"""

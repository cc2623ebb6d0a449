use std::fmt;
use std::marker::PhantomData;

use serde::Serialize;

use crate::{ecs_debug, Args, Engine, EngineKind, Fields, Level, NoExtra};

/// A logger whose calls carry ECS shaped fields, forwarded to an
/// underlying [`Engine`].
///
/// The engine's calling convention is decided once, at construction: either
/// inferred from [`Engine::kind`] or supplied with
/// [`SchemaLogger::with_kind`]. Every severity method then makes exactly one
/// call into the engine method of the same name, with the message and the
/// fields arranged in the engine's order. Fields are passed by reference and
/// never copied or filtered; an absent `fields` reaches the engine as `None`.
///
/// `X` names the extra fields every call of this logger may carry next to
/// the schema fields.
///
/// ```
/// use std::convert::Infallible;
///
/// use ecs_logger::{Args, Engine, EngineKind, Fields, SchemaLogger};
/// use ecs_logger_schema::{Ecs, Event};
/// use serde::Serialize;
///
/// /// Prints `fields message` to stdout.
/// struct Stdout;
///
/// impl Stdout {
///     fn print<F: Serialize + ?Sized>(&self, level: &str, args: Args<'_, F>) {
///         if let Args::FieldsFirst(fields, message) = args {
///             let fields = fields.map(|f| serde_json::to_string(f).unwrap_or_default());
///             println!("{level} {} {message}", fields.unwrap_or_default());
///         }
///     }
/// }
///
/// impl Engine for Stdout {
///     type Error = Infallible;
///
///     fn kind(&self) -> EngineKind {
///         EngineKind::FieldsFirst
///     }
///
///     fn debug<F: Serialize + ?Sized>(&self, args: Args<'_, F>) -> Result<(), Infallible> {
///         Ok(self.print("DEBUG", args))
///     }
///
///     fn info<F: Serialize + ?Sized>(&self, args: Args<'_, F>) -> Result<(), Infallible> {
///         Ok(self.print("INFO", args))
///     }
///
///     fn warn<F: Serialize + ?Sized>(&self, args: Args<'_, F>) -> Result<(), Infallible> {
///         Ok(self.print("WARN", args))
///     }
///
///     fn error<F: Serialize + ?Sized>(&self, args: Args<'_, F>) -> Result<(), Infallible> {
///         Ok(self.print("ERROR", args))
///     }
/// }
///
/// let logger: SchemaLogger<_> = SchemaLogger::new(Stdout);
/// let fields: Fields = Ecs {
///     event: Some(Event {
///         action: Some("x".into()),
///         ..Default::default()
///     }),
///     ..Default::default()
/// }
/// .into();
///
/// // prints `INFO {"event":{"action":"x"}} hello`
/// logger.info("hello", Some(&fields)).unwrap();
/// logger.debug("no fields", None).unwrap();
/// ```
pub struct SchemaLogger<L, X = NoExtra> {
    logger: L,
    kind: EngineKind,
    _extra: PhantomData<fn(&X)>,
}

impl<L: Engine, X> SchemaLogger<L, X> {
    /// Wraps `logger`, asking it once for its calling convention.
    pub fn new(logger: L) -> Self {
        let kind = logger.kind();
        Self::with_kind(logger, kind)
    }

    /// Wraps `logger` with an explicitly chosen calling convention.
    pub fn with_kind(logger: L, kind: EngineKind) -> Self {
        ecs_debug!(name: "SchemaLogger.Created", kind = format!("{kind:?}"));
        SchemaLogger {
            logger,
            kind,
            _extra: PhantomData,
        }
    }
}

impl<L, X> SchemaLogger<L, X> {
    /// The calling convention used for every call.
    pub fn kind(&self) -> EngineKind {
        self.kind
    }

    /// Returns the wrapped engine, for features this facade does not expose.
    ///
    /// This is the same value passed at construction. Anything done through
    /// it is visible to later calls made through this logger.
    pub fn base_logger(&self) -> &L {
        &self.logger
    }
}

impl<L, X> SchemaLogger<L, X>
where
    L: Engine,
    X: Serialize,
{
    /// Logs `message` at debug level.
    pub fn debug(&self, message: &str, fields: Option<&Fields<X>>) -> Result<(), L::Error> {
        self.log(Level::Debug, message, fields)
    }

    /// Logs `message` at info level.
    pub fn info(&self, message: &str, fields: Option<&Fields<X>>) -> Result<(), L::Error> {
        self.log(Level::Info, message, fields)
    }

    /// Logs `message` at warn level.
    pub fn warn(&self, message: &str, fields: Option<&Fields<X>>) -> Result<(), L::Error> {
        self.log(Level::Warn, message, fields)
    }

    /// Logs `message` at error level.
    pub fn error(&self, message: &str, fields: Option<&Fields<X>>) -> Result<(), L::Error> {
        self.log(Level::Error, message, fields)
    }

    fn log(&self, level: Level, message: &str, fields: Option<&Fields<X>>) -> Result<(), L::Error> {
        let args = Args::new(self.kind, message, fields);
        match level {
            Level::Debug => self.logger.debug(args),
            Level::Info => self.logger.info(args),
            Level::Warn => self.logger.warn(args),
            Level::Error => self.logger.error(args),
        }
    }
}

impl<L: fmt::Debug, X> fmt::Debug for SchemaLogger<L, X> {
    fn fmt(&self, f: &mut fmt::Formatter<'_>) -> fmt::Result {
        f.debug_struct("SchemaLogger")
            .field("logger", &self.logger)
            .field("kind", &self.kind)
            .finish()
    }
}
field_set! {
    /// The `user.*` field set.
    pub struct User {
        /// Name of the directory the user is a member of.
        pub domain: String,
        /// User email address.
        pub email: String,
        /// User's full name.
        pub full_name: String,
        /// Unique user hash to correlate information for a user in anonymized form.
        pub hash: String,
        /// Unique identifier of the user.
        pub id: String,
        /// Short name or login of the user.
        pub name: String,
        /// Array of user roles at the time of the event.
        pub roles: Vec<String>,
    }

    /// The `organization.*` field set.
    pub struct Organization {
        /// Unique identifier for the organization.
        pub id: String,
        /// Organization name.
        pub name: String,
    }
}
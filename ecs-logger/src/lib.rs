//! # ECS Logger
//!
//! A logging facade whose calls carry fields shaped by the
//! [Elastic Common Schema](https://www.elastic.co/guide/en/ecs/current/index.html),
//! the taxonomy used to correlate log records across services.
//!
//! The facade does not format, filter or ship anything. It hands each call
//! to an underlying logging [`Engine`] and gets out of the way. What it does
//! own is the call shape:
//!
//! - a uniform four-level API: [`debug`], [`info`], [`warn`] and [`error`],
//!   each taking a message and optional [`Fields`];
//! - argument order. Logging engines disagree on whether the message or the
//!   structured fields come first. [`SchemaLogger`] decides the engine's
//!   [`EngineKind`] once, when it is constructed, and arranges every call to
//!   match;
//! - schema typing. [`Fields`] pairs an [`Ecs`](ecs_logger_schema::Ecs)
//!   document, where every field is optional at every level, with extra
//!   fields of a type fixed per logger.
//!
//! ## Getting Started
//!
//! ```
//! # #[cfg(feature = "testing")]
//! # {
//! use ecs_logger::testing::RecordingEngine;
//! use ecs_logger::{EngineKind, Fields, SchemaLogger};
//! use ecs_logger_schema::{Ecs, Event};
//!
//! let logger: SchemaLogger<_> = SchemaLogger::new(RecordingEngine::new(EngineKind::MessageFirst));
//!
//! let fields: Fields = Ecs {
//!     event: Some(Event {
//!         action: Some("user-login".into()),
//!         outcome: Some("success".into()),
//!         ..Default::default()
//!     }),
//!     ..Default::default()
//! }
//! .into();
//!
//! logger.info("user logged in", Some(&fields)).unwrap();
//! logger.warn("no fields this time", None).unwrap();
//! # }
//! ```
//!
//! Engine bridges for the `log` crate, `tracing` and OpenTelemetry live in
//! the `ecs-logger-log`, `ecs-logger-tracing` and `ecs-logger-opentelemetry`
//! crates.
//!
//! ## Errors
//!
//! The facade defines no error type of its own. Each severity method returns
//! the engine's `Result` unchanged.
//!
//! ## Crate Feature Flags
//!
//! - `internal-logs` (default): diagnostics of the facade itself are emitted
//!   through `tracing`, see [`ecs_debug!`] and [`ecs_warn!`].
//! - `testing`: the [`testing`] module with an in-memory recording engine.
//!
//! [`debug`]: SchemaLogger::debug
//! [`info`]: SchemaLogger::info
//! [`warn`]: SchemaLogger::warn
//! [`error`]: SchemaLogger::error
#![warn(
    future_incompatible,
    missing_debug_implementations,
    missing_docs,
    nonstandard_style,
    rust_2018_idioms,
    unreachable_pub,
    unused
)]
#![cfg_attr(docsrs, feature(doc_cfg, doc_auto_cfg))]

mod engine;
mod fields;
mod internal_logging;
mod level;
mod logger;

/// In-memory engine for testing purpose.
#[cfg(any(feature = "testing", test))]
#[cfg_attr(docsrs, doc(cfg(any(feature = "testing", test))))]
pub mod testing;

pub use engine::{Args, Engine, EngineKind};
pub use fields::{flatten, Fields, NoExtra};
pub use level::{Level, ParseLevelError};
pub use logger::SchemaLogger;

#[doc(hidden)]
pub mod _private {
    #[cfg(feature = "internal-logs")]
    pub use tracing::{debug, warn};
}
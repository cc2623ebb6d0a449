use std::collections::BTreeMap;

use crate::{
    Agent, Cloud, Container, Endpoint, Error, Event, File, Host, Http, Log, Network,
    Organization, Process, Service, Span, Trace, Transaction, Url, User, UserAgent,
};

/// The ECS version these types follow.
pub const ECS_VERSION: &str = "8.11.0";

field_set! {
    /// A partial ECS document: the base fields plus every field set.
    pub struct Ecs {
        /// Date and time when the event originated, RFC 3339.
        #[serde(rename = "@timestamp")]
        pub timestamp: String,
        /// Custom key/value pairs, e.g. `{"application": "foo-bar"}`.
        pub labels: BTreeMap<String, String>,
        /// Log message optimized for viewing in a log viewer.
        pub message: String,
        /// Keywords used to tag each event.
        pub tags: Vec<String>,

        /// The agent collecting the event.
        pub agent: Agent,
        /// Initiator of a network connection.
        pub client: Endpoint,
        /// Cloud provider metadata.
        pub cloud: Cloud,
        /// Container metadata.
        pub container: Container,
        /// Destination side of a network connection.
        pub destination: Endpoint,
        /// Metadata about the ECS document itself.
        pub ecs: EcsMeta,
        /// Error details.
        pub error: Error,
        /// Event classification and timing.
        pub event: Event,
        /// File details.
        pub file: File,
        /// Host the event happened on.
        pub host: Host,
        /// HTTP request and response.
        pub http: Http,
        /// Log-specific metadata.
        pub log: Log,
        /// Network traffic metadata.
        pub network: Network,
        /// Organization owning the event.
        pub organization: Organization,
        /// Process metadata.
        pub process: Process,
        /// Service the event originates from.
        pub service: Service,
        /// Source side of a network connection.
        pub source: Endpoint,
        /// APM span.
        pub span: Span,
        /// Distributed trace.
        pub trace: Trace,
        /// APM transaction.
        pub transaction: Transaction,
        /// Request URL.
        pub url: Url,
        /// User involved in the event.
        pub user: User,
        /// Parsed `User-Agent` header.
        pub user_agent: UserAgent,
    }

    /// The `ecs.*` field set.
    pub struct EcsMeta {
        /// ECS version this document conforms to.
        pub version: String,
    }
}

impl Ecs {
    /// Returns these fields with `ecs.version` set to [`ECS_VERSION`].
    pub fn with_version(mut self) -> Self {
        self.ecs.get_or_insert_with(EcsMeta::default).version = Some(ECS_VERSION.to_string());
        self
    }
}
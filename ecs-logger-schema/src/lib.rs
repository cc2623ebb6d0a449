//! # ECS Schema
//!
//! The [Elastic Common Schema](https://www.elastic.co/guide/en/ecs/current/index.html)
//! (ECS) defines a common set of fields for structured log events so that
//! records emitted by different services can be correlated. This crate
//! exposes the ECS field sets as plain Rust types.
//!
//! Every field at every nesting level is optional. A value of [`Ecs`] is a
//! partial ECS document: only the fields that were set are serialized.
//!
//! ```
//! use ecs_logger_schema::{Ecs, Event};
//!
//! let fields = Ecs {
//!     event: Some(Event {
//!         action: Some("user-login".into()),
//!         outcome: Some("success".into()),
//!         ..Default::default()
//!     }),
//!     ..Default::default()
//! };
//! assert!(fields.event.is_some());
//! ```
//!
//! The types carry no behavior beyond `serde` serialization. They are a
//! structural contract checked at compile time.
#![warn(
    future_incompatible,
    missing_debug_implementations,
    missing_docs,
    nonstandard_style,
    rust_2018_idioms,
    unreachable_pub,
    unused
)]
#![cfg_attr(docsrs, feature(doc_cfg, doc_auto_cfg))]

#[macro_use]
mod macros;

mod event;
mod host;
mod network;
mod root;
mod service;
mod user;

pub use event::{Error, Event, Log, LogFile, LogOrigin, LogOriginFile};
pub use host::{
    Agent, Cloud, CloudAccount, CloudInstance, CloudMachine, Container, ContainerImage, File,
    Host, HostOs, Process,
};
pub use network::{Endpoint, Http, HttpBody, HttpRequest, HttpResponse, Network, Url, UserAgent};
pub use root::{Ecs, EcsMeta, ECS_VERSION};
pub use service::{Service, ServiceNode, Span, Trace, Transaction};
pub use user::{Organization, User};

"""

Exercise requirements => Restate the entries above word for word, beginning with their first line and ending with the line holding "at construction: either"; omit everything else.

Result for this exercise =>
repository cc2623ebb6d0a449
use std::fmt;
use std::marker::PhantomData;

use serde::Serialize;

use crate::{ecs_debug, Args, Engine, EngineKind, Fields, Level, NoExtra};

/// A logger whose calls carry ECS shaped fields, forwarded to an
/// underlying [`Engine`].
///
/// The engine's calling convention is decided once, at construction: either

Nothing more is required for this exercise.